- PROBLEM: Copy each line of the data that has "items" in it.

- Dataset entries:

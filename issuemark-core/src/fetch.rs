//! Issue retrieval: cache first, then the remote issues API.

use std::sync::Arc;
use std::time::Duration;

use async_trait::async_trait;
use reqwest::{Client, StatusCode};
use serde::Deserialize;

use crate::cache::CacheStore;
use crate::types::{Issue, IssueState};

/// Default API root for github.com.
pub const DEFAULT_API_BASE: &str = "https://api.github.com";

/// Page size requested from the issues endpoint (the API maximum).
pub const PER_PAGE: u32 = 100;

/// Failures surfaced to the caller when issues cannot be obtained.
#[derive(Debug, Clone, PartialEq, Eq, thiserror::Error)]
pub enum FetchError {
    /// HTTP 429. Unauthenticated clients hit this after 60 requests an hour.
    #[error("Rate limit exceeded. Please try again later.")]
    RateLimited,
    /// HTTP 404, which the API also returns for private repositories when the
    /// token cannot see them.
    #[error("Repository not found or is private.")]
    NotFoundOrPrivate,
    /// Any other non-success status.
    #[error("Failed to fetch issues: {status} {status_text}")]
    Http { status: u16, status_text: String },
    /// No response: DNS, TLS, connect or read failure.
    #[error("Failed to fetch issues: {0}")]
    Network(String),
    /// A success response whose body is not an issue array.
    #[error("Failed to decode issues response: {0}")]
    Decode(String),
}

impl FetchError {
    /// Maps a non-success HTTP status onto the error taxonomy.
    pub fn from_status(status: StatusCode) -> Self {
        match status {
            StatusCode::TOO_MANY_REQUESTS => FetchError::RateLimited,
            StatusCode::NOT_FOUND => FetchError::NotFoundOrPrivate,
            other => FetchError::Http {
                status: other.as_u16(),
                status_text: other.canonical_reason().unwrap_or_default().to_owned(),
            },
        }
    }
}

/// Remote listing of a repository's open issues.
#[async_trait]
pub trait IssueSource: Send + Sync {
    /// Returns up to one page of open issues, newest first. Pull requests may
    /// be included and are flagged via [`Issue::is_pull_request`].
    async fn list_open_issues(&self, owner: &str, repo: &str) -> Result<Vec<Issue>, FetchError>;
}

/// Issue object as served by the REST API.
#[derive(Debug, Deserialize)]
struct ApiIssue {
    number: u64,
    title: String,
    #[serde(default)]
    body: Option<String>,
    state: IssueState,
    html_url: String,
    #[serde(default)]
    pull_request: Option<serde_json::Value>,
}

impl From<ApiIssue> for Issue {
    fn from(api: ApiIssue) -> Self {
        Issue {
            number: api.number,
            title: api.title,
            body: api.body,
            state: api.state,
            html_url: api.html_url,
            is_pull_request: api.pull_request.is_some_and(|v| !v.is_null()),
        }
    }
}

/// Decodes an issues-endpoint JSON array.
///
/// Unknown fields are ignored; `body` may be absent or `null`.
///
/// # Errors
///
/// Returns [`FetchError::Decode`] when `body` is not a JSON array of issue
/// objects.
pub fn decode_issues(body: &str) -> Result<Vec<Issue>, FetchError> {
    let items: Vec<ApiIssue> =
        serde_json::from_str(body).map_err(|e| FetchError::Decode(e.to_string()))?;
    Ok(items.into_iter().map(Issue::from).collect())
}

/// [`IssueSource`] talking to the GitHub REST API with `reqwest`.
#[derive(Clone)]
pub struct GithubClient {
    client: Client,
    api_base: String,
    token: Option<String>,
}

impl GithubClient {
    /// Builds a client for `api_base` (no trailing slash needed).
    ///
    /// # Errors
    ///
    /// Returns `reqwest::Error` if the TLS backend cannot be initialised.
    pub fn new(api_base: &str, token: Option<String>) -> Result<Self, reqwest::Error> {
        let client = Client::builder()
            .user_agent(concat!("issuemark/", env!("CARGO_PKG_VERSION")))
            .connect_timeout(Duration::from_secs(10))
            .build()?;
        Ok(Self {
            client,
            api_base: api_base.trim_end_matches('/').to_owned(),
            token: token.filter(|t| !t.is_empty()),
        })
    }

    /// Endpoint for the newest page of open issues of `owner/repo`.
    ///
    /// Only the first page is requested, so repositories with more than
    /// [`PER_PAGE`] open issues show the most recent ones.
    pub fn issues_url(&self, owner: &str, repo: &str) -> String {
        format!(
            "{}/repos/{owner}/{repo}/issues?state=open&per_page={PER_PAGE}&sort=created&direction=desc",
            self.api_base
        )
    }
}

#[async_trait]
impl IssueSource for GithubClient {
    async fn list_open_issues(&self, owner: &str, repo: &str) -> Result<Vec<Issue>, FetchError> {
        let url = self.issues_url(owner, repo);
        let mut req = self
            .client
            .get(&url)
            .header("Accept", "application/vnd.github+json");
        if let Some(ref token) = self.token {
            req = req.bearer_auth(token);
        }

        let response = req.send().await.map_err(|e| FetchError::Network(e.to_string()))?;
        let status = response.status();
        if !status.is_success() {
            return Err(FetchError::from_status(status));
        }

        let body = response
            .text()
            .await
            .map_err(|e| FetchError::Network(e.to_string()))?;
        decode_issues(&body)
    }
}

/// Orchestrates cache lookup, remote fetch, filtering, and cache refill.
#[derive(Clone)]
pub struct IssueFetcher {
    source: Arc<dyn IssueSource>,
    cache: CacheStore,
}

impl IssueFetcher {
    /// `source` is consulted only on a cache miss or when bypassing.
    pub fn new(source: Arc<dyn IssueSource>, cache: CacheStore) -> Self {
        Self { source, cache }
    }

    /// Returns the open, non-pull-request issues of `owner/repo`.
    ///
    /// A live cache entry is returned without touching the network unless
    /// `bypass_cache` is set. A remote fetch either yields the full filtered
    /// list (which then replaces the cache entry) or an error, in which case
    /// the cache is left untouched.
    ///
    /// # Errors
    ///
    /// Returns the [`FetchError`] of the remote call. Cache failures never
    /// surface; they behave as a miss.
    #[tracing::instrument(skip(self))]
    pub async fn fetch_issues(
        &self,
        owner: &str,
        repo: &str,
        bypass_cache: bool,
    ) -> Result<Vec<Issue>, FetchError> {
        let key = CacheStore::key(owner, repo);

        if !bypass_cache {
            if let Some(entry) = self.cache.get(&key).await {
                tracing::debug!(count = entry.issues.len(), "cache hit");
                return Ok(entry.issues);
            }
        }

        let issues: Vec<Issue> = match self.source.list_open_issues(owner, repo).await {
            Ok(issues) => issues.into_iter().filter(|i| !i.is_pull_request).collect(),
            Err(e) => {
                tracing::warn!(error = %e, "issue fetch failed");
                return Err(e);
            }
        };

        self.cache.put(&key, &issues).await;
        tracing::info!(count = issues.len(), "fetched issues");
        Ok(issues)
    }

    /// Forgets the cached list for `owner/repo`.
    pub async fn invalidate(&self, owner: &str, repo: &str) {
        self.cache.invalidate(&CacheStore::key(owner, repo)).await;
    }
}

#[cfg(test)]
mod tests {
    use super::*;
    use crate::kv::MemoryKv;
    use std::sync::atomic::{AtomicUsize, Ordering};
    use std::sync::Mutex;

    /// Scripted source that counts calls and replays queued responses.
    struct FakeSource {
        calls: AtomicUsize,
        responses: Mutex<Vec<Result<Vec<Issue>, FetchError>>>,
    }

    impl FakeSource {
        fn new(responses: Vec<Result<Vec<Issue>, FetchError>>) -> Arc<Self> {
            Arc::new(Self { calls: AtomicUsize::new(0), responses: Mutex::new(responses) })
        }

        fn calls(&self) -> usize {
            self.calls.load(Ordering::SeqCst)
        }
    }

    #[async_trait]
    impl IssueSource for FakeSource {
        async fn list_open_issues(&self, _: &str, _: &str) -> Result<Vec<Issue>, FetchError> {
            self.calls.fetch_add(1, Ordering::SeqCst);
            self.responses.lock().unwrap().remove(0)
        }
    }

    fn issue(number: u64, pr: bool) -> Issue {
        Issue {
            number,
            title: format!("#{number}"),
            body: Some(String::new()),
            state: IssueState::Open,
            html_url: format!("https://github.com/o/r/issues/{number}"),
            is_pull_request: pr,
        }
    }

    fn fetcher(source: Arc<FakeSource>) -> (IssueFetcher, CacheStore) {
        let cache = CacheStore::new(Arc::new(MemoryKv::new()));
        (IssueFetcher::new(source, cache.clone()), cache)
    }

    #[tokio::test]
    async fn remote_results_are_filtered_and_cached() {
        let source = FakeSource::new(vec![Ok(vec![issue(1, false), issue(2, true), issue(3, false)])]);
        let (fetcher, cache) = fetcher(Arc::clone(&source));

        let issues = fetcher.fetch_issues("o", "r", false).await.unwrap();
        assert_eq!(issues.iter().map(|i| i.number).collect::<Vec<_>>(), vec![1, 3]);
        assert_eq!(source.calls(), 1);

        let cached = cache.get("issues:o:r").await.unwrap();
        assert_eq!(cached.issues, issues);
    }

    #[tokio::test]
    async fn cache_hit_skips_network() {
        let source = FakeSource::new(vec![Ok(vec![issue(1, false)])]);
        let (fetcher, _) = fetcher(Arc::clone(&source));

        fetcher.fetch_issues("o", "r", false).await.unwrap();
        let again = fetcher.fetch_issues("o", "r", false).await.unwrap();
        assert_eq!(again.len(), 1);
        assert_eq!(source.calls(), 1);
    }

    #[tokio::test]
    async fn bypass_goes_to_network_and_replaces_cache() {
        let source = FakeSource::new(vec![Ok(vec![issue(1, false)]), Ok(vec![issue(7, false)])]);
        let (fetcher, cache) = fetcher(Arc::clone(&source));

        fetcher.fetch_issues("o", "r", false).await.unwrap();
        let fresh = fetcher.fetch_issues("o", "r", true).await.unwrap();
        assert_eq!(fresh[0].number, 7);
        assert_eq!(source.calls(), 2);
        assert_eq!(cache.get("issues:o:r").await.unwrap().issues[0].number, 7);
    }

    #[tokio::test]
    async fn errors_propagate_and_leave_cache_untouched() {
        let source = FakeSource::new(vec![
            Ok(vec![issue(1, false)]),
            Err(FetchError::RateLimited),
        ]);
        let (fetcher, cache) = fetcher(Arc::clone(&source));

        fetcher.fetch_issues("o", "r", false).await.unwrap();
        let err = fetcher.fetch_issues("o", "r", true).await.unwrap_err();
        assert_eq!(err, FetchError::RateLimited);
        assert_eq!(cache.get("issues:o:r").await.unwrap().issues[0].number, 1);
    }

    #[tokio::test]
    async fn error_on_cold_cache_stores_nothing() {
        let source = FakeSource::new(vec![Err(FetchError::NotFoundOrPrivate)]);
        let (fetcher, cache) = fetcher(source);
        assert!(fetcher.fetch_issues("o", "r", false).await.is_err());
        assert!(cache.get("issues:o:r").await.is_none());
    }

    #[tokio::test]
    async fn invalidate_forces_refetch() {
        let source = FakeSource::new(vec![Ok(vec![]), Ok(vec![issue(2, false)])]);
        let (fetcher, _) = fetcher(Arc::clone(&source));
        fetcher.fetch_issues("o", "r", false).await.unwrap();
        fetcher.invalidate("o", "r").await;
        let issues = fetcher.fetch_issues("o", "r", false).await.unwrap();
        assert_eq!(issues.len(), 1);
        assert_eq!(source.calls(), 2);
    }

    #[test]
    fn status_classification() {
        assert_eq!(FetchError::from_status(StatusCode::TOO_MANY_REQUESTS), FetchError::RateLimited);
        assert_eq!(FetchError::from_status(StatusCode::NOT_FOUND), FetchError::NotFoundOrPrivate);
        let err = FetchError::from_status(StatusCode::INTERNAL_SERVER_ERROR);
        assert_eq!(
            err,
            FetchError::Http { status: 500, status_text: "Internal Server Error".into() }
        );
        assert_eq!(err.to_string(), "Failed to fetch issues: 500 Internal Server Error");
        assert_eq!(
            FetchError::RateLimited.to_string(),
            "Rate limit exceeded. Please try again later."
        );
    }

    #[test]
    fn decode_flags_pull_requests() {
        let body = r#"[
            {"number": 1, "title": "a", "body": null, "state": "open",
             "html_url": "https://github.com/o/r/issues/1"},
            {"number": 2, "title": "b", "body": "x", "state": "open",
             "html_url": "https://github.com/o/r/pull/2",
             "pull_request": {"url": "https://api.github.com/repos/o/r/pulls/2"}},
            {"number": 3, "title": "c", "body": "y", "state": "closed",
             "html_url": "https://github.com/o/r/issues/3", "pull_request": null,
             "labels": []}
        ]"#;
        let issues = decode_issues(body).unwrap();
        assert_eq!(issues.len(), 3);
        assert!(!issues[0].is_pull_request);
        assert!(issues[0].body.is_none());
        assert!(issues[1].is_pull_request);
        assert!(!issues[2].is_pull_request);
        assert_eq!(issues[2].state, IssueState::Closed);
    }

    #[test]
    fn decode_rejects_non_array() {
        assert!(matches!(
            decode_issues(r#"{"message": "Bad credentials"}"#),
            Err(FetchError::Decode(_))
        ));
    }

    #[test]
    fn issues_url_shape() {
        let client = GithubClient::new("https://api.github.com/", None).unwrap();
        assert_eq!(
            client.issues_url("o", "r"),
            "https://api.github.com/repos/o/r/issues?state=open&per_page=100&sort=created&direction=desc"
        );
    }
}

- ANSWER BOX:
    let items: Vec<ApiIssue> =
    Ok(items.into_iter().map(Issue::from).collect())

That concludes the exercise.